* TASK STATEMENT *
Scan the entries below and extract each line with the word "utils" in it.
(Beginning of DATA FOR THIS EXERCISE)
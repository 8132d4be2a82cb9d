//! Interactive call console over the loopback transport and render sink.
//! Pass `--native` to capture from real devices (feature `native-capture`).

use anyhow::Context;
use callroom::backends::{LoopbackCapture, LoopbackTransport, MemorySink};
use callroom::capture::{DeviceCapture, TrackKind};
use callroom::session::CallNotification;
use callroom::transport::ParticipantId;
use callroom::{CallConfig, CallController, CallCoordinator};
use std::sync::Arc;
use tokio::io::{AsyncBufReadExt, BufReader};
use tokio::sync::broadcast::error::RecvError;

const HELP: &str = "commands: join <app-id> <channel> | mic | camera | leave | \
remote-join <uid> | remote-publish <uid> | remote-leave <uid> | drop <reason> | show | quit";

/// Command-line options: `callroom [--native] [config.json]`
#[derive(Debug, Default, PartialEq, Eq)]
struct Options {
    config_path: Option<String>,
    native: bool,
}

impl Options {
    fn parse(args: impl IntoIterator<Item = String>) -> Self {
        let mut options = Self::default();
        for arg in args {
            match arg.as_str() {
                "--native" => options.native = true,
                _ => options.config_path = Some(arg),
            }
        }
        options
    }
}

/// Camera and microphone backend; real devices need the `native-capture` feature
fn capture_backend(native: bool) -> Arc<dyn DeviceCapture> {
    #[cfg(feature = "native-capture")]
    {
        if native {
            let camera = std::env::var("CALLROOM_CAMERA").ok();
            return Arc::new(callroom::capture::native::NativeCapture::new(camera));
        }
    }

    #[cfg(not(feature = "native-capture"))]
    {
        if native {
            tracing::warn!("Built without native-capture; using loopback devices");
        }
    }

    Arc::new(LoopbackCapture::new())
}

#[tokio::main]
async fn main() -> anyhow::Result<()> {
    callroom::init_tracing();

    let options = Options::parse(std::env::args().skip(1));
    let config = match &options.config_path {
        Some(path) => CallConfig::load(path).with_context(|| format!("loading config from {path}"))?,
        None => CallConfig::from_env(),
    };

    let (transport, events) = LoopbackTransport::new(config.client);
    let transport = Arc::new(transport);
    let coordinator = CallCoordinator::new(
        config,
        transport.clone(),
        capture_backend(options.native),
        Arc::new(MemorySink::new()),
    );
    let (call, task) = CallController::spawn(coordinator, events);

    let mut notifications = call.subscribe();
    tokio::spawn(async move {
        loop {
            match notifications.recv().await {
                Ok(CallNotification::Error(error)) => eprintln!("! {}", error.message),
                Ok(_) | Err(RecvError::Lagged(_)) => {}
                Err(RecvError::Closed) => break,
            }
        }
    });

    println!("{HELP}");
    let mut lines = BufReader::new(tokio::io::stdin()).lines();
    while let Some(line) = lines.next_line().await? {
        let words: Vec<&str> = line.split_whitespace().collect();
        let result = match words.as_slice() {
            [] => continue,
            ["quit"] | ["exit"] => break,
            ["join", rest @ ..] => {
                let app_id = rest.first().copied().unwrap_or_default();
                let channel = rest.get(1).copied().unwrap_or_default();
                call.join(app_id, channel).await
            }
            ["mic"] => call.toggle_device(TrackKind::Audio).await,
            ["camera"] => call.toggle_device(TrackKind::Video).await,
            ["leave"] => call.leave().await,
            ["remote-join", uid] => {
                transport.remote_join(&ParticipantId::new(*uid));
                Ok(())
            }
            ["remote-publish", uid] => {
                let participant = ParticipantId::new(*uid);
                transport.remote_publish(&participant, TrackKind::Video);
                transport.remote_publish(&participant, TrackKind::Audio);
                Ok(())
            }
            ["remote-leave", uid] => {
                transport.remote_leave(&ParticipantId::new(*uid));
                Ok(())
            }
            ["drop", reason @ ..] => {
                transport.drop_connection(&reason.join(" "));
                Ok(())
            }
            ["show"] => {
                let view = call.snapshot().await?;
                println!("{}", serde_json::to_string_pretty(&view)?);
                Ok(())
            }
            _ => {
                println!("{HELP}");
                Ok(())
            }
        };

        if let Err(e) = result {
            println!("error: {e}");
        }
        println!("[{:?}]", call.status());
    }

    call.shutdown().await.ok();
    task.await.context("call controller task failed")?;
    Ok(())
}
(End of DATA FOR THIS EXERCISE)
(Beginning of DATA FOR THIS EXERCISE)
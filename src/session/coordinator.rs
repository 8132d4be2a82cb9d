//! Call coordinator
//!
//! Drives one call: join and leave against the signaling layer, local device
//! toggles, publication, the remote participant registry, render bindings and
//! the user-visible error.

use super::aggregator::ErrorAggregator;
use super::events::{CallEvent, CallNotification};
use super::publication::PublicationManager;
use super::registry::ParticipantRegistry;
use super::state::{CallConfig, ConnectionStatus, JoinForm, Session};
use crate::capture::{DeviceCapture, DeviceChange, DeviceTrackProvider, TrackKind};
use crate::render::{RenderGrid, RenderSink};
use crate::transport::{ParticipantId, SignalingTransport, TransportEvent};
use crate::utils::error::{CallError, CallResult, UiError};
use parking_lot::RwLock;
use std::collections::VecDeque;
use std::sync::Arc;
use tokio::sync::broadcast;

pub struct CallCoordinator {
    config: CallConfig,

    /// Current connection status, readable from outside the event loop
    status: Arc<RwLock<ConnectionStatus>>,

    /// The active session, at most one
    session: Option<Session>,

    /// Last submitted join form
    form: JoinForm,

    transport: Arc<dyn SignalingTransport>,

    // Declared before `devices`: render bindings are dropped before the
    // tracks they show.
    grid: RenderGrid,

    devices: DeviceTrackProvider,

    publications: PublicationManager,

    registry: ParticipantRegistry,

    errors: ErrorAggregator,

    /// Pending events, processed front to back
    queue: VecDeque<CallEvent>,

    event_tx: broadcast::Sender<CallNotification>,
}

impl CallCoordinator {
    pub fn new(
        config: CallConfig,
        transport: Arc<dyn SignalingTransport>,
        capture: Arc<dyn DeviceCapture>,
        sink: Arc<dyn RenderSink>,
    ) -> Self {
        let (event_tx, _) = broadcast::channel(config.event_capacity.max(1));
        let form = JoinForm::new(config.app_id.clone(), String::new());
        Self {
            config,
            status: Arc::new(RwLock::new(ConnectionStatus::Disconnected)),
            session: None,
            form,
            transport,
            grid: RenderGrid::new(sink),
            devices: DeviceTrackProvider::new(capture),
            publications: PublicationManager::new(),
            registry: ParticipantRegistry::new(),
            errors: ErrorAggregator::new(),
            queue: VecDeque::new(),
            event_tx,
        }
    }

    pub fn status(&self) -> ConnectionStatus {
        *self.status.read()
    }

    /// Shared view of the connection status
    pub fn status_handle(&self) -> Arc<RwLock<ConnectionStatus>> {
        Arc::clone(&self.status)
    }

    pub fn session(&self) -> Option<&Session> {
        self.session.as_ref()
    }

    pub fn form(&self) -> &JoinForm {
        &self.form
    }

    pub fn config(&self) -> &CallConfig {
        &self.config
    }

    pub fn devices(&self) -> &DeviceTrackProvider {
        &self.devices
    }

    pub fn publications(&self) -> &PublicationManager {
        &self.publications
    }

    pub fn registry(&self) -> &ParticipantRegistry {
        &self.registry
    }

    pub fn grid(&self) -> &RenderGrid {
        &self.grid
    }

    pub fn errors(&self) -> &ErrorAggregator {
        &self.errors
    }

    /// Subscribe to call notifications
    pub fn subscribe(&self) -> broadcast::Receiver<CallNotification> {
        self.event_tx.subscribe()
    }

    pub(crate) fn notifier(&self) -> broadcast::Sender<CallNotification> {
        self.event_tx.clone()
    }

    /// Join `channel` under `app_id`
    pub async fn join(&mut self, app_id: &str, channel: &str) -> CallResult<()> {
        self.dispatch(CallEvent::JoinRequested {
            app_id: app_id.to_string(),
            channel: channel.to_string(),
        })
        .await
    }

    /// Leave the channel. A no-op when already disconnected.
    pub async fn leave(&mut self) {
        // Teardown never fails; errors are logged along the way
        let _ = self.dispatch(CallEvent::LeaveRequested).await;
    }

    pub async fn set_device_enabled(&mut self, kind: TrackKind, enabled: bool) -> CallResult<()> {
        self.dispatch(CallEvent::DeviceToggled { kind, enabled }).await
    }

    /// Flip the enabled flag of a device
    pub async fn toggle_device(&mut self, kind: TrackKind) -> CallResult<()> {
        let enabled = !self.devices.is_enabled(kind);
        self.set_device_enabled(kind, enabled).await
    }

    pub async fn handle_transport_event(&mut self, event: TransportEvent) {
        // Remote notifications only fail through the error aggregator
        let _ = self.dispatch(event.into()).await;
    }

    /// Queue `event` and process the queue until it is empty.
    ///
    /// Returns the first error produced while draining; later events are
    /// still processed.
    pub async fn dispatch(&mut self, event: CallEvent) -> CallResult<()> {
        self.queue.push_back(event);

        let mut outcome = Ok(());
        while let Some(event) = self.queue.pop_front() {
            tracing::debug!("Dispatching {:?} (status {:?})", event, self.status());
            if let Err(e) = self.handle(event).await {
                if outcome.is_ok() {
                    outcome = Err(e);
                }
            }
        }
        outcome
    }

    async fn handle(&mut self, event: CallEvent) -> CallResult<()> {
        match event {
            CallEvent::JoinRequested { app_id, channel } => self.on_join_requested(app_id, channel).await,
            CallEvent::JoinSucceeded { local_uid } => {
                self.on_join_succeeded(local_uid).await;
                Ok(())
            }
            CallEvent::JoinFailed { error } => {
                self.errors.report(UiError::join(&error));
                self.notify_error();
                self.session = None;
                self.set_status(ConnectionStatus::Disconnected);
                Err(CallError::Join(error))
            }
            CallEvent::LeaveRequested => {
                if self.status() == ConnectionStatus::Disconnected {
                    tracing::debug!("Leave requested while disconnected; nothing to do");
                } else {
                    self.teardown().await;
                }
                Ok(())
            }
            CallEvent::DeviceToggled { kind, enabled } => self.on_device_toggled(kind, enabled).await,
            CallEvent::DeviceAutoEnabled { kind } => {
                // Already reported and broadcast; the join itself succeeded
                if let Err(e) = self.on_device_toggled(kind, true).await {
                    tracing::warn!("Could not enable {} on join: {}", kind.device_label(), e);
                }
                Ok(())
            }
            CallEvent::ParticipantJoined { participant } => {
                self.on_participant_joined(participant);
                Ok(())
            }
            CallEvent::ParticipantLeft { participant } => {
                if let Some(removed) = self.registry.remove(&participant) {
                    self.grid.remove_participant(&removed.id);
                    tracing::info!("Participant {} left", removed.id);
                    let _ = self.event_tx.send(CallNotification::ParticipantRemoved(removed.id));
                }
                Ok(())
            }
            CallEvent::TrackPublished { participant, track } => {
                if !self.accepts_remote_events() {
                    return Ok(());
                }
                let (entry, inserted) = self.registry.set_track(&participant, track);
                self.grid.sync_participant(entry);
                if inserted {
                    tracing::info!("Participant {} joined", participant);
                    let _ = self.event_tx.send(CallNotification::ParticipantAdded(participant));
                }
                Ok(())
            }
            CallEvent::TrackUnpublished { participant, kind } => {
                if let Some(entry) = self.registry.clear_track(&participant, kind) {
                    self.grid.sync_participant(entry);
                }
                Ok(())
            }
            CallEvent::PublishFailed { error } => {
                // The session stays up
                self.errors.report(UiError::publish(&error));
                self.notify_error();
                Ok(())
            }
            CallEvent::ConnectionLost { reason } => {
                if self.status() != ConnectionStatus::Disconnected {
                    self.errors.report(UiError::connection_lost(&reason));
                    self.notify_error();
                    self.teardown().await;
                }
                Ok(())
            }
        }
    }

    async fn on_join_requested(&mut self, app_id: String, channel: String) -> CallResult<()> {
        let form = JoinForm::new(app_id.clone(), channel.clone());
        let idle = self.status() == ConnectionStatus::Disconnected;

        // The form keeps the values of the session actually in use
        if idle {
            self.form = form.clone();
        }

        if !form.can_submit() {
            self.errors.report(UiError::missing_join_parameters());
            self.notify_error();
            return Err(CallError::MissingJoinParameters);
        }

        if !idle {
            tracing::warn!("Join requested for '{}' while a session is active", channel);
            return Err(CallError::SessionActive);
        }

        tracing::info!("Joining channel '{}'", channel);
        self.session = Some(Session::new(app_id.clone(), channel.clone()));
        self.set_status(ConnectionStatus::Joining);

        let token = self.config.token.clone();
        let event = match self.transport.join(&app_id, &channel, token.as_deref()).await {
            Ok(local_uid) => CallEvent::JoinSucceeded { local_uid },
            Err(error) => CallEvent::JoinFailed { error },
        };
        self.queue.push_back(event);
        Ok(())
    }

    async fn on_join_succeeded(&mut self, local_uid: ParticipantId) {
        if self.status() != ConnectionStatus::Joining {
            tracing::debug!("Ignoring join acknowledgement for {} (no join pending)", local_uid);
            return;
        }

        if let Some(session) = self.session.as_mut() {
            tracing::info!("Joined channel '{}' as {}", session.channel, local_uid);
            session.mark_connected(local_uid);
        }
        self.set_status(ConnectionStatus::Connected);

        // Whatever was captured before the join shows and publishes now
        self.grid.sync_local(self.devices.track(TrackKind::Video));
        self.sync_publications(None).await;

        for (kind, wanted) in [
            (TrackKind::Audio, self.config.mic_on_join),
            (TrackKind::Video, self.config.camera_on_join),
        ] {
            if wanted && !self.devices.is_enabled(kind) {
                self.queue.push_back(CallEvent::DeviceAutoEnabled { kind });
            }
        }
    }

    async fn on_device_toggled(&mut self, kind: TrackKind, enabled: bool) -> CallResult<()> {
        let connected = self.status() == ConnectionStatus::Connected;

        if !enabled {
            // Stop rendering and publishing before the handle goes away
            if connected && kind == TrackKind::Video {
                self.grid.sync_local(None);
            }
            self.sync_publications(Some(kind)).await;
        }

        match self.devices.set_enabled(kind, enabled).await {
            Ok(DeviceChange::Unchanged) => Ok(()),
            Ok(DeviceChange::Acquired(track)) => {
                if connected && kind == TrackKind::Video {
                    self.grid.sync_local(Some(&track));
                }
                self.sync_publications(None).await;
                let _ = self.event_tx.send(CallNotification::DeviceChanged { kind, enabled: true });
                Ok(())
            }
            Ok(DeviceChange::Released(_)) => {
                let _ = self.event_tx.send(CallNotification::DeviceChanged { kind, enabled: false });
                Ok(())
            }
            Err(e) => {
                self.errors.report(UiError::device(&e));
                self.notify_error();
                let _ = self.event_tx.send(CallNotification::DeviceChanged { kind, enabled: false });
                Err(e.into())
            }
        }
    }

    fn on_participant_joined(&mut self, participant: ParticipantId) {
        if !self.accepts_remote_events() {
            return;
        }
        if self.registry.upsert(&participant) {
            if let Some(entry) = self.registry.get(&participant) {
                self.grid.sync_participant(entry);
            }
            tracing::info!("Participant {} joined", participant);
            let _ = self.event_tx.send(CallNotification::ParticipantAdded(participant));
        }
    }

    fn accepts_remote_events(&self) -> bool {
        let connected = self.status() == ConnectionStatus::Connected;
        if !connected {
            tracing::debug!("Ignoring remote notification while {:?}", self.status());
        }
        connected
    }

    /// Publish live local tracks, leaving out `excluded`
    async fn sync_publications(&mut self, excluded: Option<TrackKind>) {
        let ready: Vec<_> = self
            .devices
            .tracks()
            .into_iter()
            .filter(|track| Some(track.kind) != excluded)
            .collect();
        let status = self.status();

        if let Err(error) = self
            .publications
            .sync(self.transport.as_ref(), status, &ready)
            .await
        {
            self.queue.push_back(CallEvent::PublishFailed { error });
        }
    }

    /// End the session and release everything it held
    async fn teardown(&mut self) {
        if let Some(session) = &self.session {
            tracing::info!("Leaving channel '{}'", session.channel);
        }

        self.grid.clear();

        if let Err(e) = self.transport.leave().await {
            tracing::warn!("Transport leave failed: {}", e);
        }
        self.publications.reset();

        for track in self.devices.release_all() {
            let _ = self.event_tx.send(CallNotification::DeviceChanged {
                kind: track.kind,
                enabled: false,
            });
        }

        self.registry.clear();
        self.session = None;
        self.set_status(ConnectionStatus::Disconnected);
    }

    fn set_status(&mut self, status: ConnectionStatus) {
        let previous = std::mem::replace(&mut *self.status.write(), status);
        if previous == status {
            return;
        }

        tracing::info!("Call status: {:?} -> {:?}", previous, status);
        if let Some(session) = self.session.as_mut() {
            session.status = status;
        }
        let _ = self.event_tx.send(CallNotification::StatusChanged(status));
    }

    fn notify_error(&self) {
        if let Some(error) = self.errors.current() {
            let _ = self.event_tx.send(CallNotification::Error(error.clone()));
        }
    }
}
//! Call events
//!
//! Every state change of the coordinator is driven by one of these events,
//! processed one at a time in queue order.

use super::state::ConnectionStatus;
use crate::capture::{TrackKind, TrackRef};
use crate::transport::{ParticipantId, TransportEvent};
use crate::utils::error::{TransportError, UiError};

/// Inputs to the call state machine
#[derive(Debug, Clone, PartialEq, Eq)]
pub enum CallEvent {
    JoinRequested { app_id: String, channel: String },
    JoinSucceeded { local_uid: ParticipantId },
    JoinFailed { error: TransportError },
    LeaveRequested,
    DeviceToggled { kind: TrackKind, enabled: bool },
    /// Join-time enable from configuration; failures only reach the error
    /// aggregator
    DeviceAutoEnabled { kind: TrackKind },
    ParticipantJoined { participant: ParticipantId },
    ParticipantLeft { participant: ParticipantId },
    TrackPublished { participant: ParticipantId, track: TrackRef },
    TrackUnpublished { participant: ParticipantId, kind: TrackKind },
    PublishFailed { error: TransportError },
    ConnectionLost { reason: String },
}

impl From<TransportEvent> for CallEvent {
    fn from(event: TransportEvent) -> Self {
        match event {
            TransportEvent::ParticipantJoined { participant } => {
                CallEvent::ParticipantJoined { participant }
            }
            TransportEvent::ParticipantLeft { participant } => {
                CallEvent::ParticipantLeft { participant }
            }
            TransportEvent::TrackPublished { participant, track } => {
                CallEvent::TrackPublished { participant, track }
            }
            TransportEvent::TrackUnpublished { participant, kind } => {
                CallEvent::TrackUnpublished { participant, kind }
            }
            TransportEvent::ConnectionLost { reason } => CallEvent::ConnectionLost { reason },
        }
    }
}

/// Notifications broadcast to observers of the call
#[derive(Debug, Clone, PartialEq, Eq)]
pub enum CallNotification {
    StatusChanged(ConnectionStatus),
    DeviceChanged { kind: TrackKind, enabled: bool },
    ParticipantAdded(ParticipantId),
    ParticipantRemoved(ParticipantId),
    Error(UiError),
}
(End of DATA FOR THIS EXERCISE)
* EXERCISE ANSWER *
use crate::utils::error::{CallError, CallResult, UiError};
use crate::utils::error::{TransportError, UiError};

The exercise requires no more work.